**REQUIREMENT:**
Here is a block of records. Copy every line in it that includes "EventHandler".

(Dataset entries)
--

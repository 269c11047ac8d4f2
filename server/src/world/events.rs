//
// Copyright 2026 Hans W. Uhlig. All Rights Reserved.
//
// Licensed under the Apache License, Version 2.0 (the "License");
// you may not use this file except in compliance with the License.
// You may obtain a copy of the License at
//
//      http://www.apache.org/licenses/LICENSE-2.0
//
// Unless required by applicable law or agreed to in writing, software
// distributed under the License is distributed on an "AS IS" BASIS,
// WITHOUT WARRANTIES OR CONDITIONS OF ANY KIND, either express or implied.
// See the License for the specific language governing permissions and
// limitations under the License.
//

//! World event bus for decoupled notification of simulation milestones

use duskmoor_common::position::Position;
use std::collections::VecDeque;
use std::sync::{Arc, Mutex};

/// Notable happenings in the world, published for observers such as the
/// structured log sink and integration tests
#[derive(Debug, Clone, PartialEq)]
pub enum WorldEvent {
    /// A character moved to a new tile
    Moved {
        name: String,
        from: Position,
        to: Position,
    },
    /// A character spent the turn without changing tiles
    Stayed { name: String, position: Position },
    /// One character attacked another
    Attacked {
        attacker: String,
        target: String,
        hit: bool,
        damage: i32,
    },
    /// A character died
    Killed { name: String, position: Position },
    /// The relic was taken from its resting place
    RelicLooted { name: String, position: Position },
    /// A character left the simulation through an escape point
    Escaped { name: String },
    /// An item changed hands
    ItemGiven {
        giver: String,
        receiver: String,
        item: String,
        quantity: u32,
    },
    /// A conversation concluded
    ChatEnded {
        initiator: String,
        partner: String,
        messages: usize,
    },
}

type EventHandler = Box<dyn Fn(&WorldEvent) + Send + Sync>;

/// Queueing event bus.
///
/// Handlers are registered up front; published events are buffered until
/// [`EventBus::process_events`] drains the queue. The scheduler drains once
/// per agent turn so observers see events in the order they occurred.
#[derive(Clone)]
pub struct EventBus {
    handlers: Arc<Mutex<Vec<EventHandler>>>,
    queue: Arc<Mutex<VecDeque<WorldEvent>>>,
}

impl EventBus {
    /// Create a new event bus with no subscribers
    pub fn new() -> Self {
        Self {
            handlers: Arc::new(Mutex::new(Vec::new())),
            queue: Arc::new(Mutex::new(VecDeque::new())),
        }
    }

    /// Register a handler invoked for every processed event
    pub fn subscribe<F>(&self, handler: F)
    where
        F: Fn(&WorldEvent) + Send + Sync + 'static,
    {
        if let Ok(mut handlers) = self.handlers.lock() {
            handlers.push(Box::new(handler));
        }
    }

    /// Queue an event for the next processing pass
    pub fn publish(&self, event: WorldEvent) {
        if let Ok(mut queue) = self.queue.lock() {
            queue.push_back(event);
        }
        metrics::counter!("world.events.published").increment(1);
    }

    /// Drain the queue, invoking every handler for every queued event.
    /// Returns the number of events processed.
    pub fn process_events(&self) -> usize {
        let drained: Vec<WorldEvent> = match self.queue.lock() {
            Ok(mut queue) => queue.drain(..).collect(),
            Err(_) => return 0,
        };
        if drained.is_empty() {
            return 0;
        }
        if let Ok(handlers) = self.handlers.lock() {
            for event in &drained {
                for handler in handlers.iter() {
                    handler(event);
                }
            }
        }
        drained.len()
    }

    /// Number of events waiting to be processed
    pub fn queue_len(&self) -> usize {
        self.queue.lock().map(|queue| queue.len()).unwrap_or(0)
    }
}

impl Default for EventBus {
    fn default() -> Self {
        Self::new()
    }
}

--

**OUTPUT BELOW:**
type EventHandler = Box<dyn Fn(&WorldEvent) + Send + Sync>;
    handlers: Arc<Mutex<Vec<EventHandler>>>,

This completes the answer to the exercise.